* **What to produce**: Search the entries for lines that contain the word "RetryPolicy", and report each one found.

Data for review Block Start

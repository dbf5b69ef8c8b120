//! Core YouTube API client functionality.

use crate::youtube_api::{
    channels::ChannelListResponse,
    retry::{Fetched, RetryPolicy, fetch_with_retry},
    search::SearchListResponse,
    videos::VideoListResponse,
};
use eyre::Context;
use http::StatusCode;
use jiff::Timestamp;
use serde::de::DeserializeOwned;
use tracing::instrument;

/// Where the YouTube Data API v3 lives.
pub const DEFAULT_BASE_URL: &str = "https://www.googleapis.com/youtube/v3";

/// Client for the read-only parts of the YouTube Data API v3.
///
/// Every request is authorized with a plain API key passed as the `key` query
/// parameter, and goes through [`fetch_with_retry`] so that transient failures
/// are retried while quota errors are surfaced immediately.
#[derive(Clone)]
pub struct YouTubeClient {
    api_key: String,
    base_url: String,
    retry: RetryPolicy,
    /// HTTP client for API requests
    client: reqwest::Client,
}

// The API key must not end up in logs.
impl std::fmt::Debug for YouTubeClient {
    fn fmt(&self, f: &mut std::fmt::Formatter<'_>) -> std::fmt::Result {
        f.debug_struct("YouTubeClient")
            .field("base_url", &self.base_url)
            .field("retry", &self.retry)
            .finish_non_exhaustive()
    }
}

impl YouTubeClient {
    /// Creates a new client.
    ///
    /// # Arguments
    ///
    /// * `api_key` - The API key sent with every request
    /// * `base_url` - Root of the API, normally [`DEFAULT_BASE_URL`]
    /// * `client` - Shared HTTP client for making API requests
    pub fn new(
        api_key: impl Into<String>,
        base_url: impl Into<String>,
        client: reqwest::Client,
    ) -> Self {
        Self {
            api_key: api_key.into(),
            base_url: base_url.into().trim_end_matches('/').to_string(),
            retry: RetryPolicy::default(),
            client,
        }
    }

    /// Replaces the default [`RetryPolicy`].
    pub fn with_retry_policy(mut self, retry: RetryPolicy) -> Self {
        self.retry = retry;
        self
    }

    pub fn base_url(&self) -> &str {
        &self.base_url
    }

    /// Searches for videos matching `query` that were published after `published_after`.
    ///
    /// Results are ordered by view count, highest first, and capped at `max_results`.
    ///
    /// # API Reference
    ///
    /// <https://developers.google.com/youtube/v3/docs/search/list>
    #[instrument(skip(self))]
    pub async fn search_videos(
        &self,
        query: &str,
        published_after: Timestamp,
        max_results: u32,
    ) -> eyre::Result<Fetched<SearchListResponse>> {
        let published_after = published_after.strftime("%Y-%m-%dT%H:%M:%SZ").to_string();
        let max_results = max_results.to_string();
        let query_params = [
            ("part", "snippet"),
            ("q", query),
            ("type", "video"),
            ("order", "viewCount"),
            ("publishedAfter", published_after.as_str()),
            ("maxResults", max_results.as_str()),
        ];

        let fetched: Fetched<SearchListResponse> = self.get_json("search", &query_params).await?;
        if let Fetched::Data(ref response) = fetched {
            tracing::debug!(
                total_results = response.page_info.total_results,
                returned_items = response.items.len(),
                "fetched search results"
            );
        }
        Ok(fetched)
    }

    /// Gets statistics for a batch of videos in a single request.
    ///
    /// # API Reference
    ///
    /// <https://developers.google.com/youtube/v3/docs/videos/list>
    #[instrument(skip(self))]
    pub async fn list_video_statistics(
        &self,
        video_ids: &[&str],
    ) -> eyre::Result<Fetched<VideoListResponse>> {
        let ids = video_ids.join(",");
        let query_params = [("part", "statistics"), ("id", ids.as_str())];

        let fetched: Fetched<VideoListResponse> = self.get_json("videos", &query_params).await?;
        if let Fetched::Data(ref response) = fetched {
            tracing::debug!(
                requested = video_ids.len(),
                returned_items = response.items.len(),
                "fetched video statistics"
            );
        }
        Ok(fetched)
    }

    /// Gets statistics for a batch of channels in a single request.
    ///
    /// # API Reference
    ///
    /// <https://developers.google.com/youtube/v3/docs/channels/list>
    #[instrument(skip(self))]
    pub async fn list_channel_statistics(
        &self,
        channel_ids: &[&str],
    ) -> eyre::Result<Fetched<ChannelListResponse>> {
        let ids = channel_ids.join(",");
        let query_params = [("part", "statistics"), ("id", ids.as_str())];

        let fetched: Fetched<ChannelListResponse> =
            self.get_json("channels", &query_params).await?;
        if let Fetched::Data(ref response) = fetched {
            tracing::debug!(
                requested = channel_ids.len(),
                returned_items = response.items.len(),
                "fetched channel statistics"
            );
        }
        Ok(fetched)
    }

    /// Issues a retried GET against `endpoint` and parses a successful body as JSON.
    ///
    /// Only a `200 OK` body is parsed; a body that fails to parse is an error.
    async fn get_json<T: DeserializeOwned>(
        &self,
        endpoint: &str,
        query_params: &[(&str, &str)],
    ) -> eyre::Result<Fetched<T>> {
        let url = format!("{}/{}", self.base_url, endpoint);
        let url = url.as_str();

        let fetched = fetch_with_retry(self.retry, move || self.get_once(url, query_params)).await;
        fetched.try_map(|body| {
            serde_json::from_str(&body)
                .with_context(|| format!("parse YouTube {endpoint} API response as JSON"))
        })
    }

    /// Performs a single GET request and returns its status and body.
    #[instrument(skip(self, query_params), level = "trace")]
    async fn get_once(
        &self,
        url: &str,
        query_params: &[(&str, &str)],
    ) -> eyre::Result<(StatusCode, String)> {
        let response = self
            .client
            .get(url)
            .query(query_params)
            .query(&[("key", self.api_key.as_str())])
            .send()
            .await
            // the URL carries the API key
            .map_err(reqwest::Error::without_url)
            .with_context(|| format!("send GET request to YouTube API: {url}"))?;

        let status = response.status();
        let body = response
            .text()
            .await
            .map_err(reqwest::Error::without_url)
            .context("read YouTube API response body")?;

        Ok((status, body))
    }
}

Data for review Block End

* **Written answer**:
    retry::{Fetched, RetryPolicy, fetch_with_retry},
    retry: RetryPolicy,
            retry: RetryPolicy::default(),
    /// Replaces the default [`RetryPolicy`].
    pub fn with_retry_policy(mut self, retry: RetryPolicy) -> Self {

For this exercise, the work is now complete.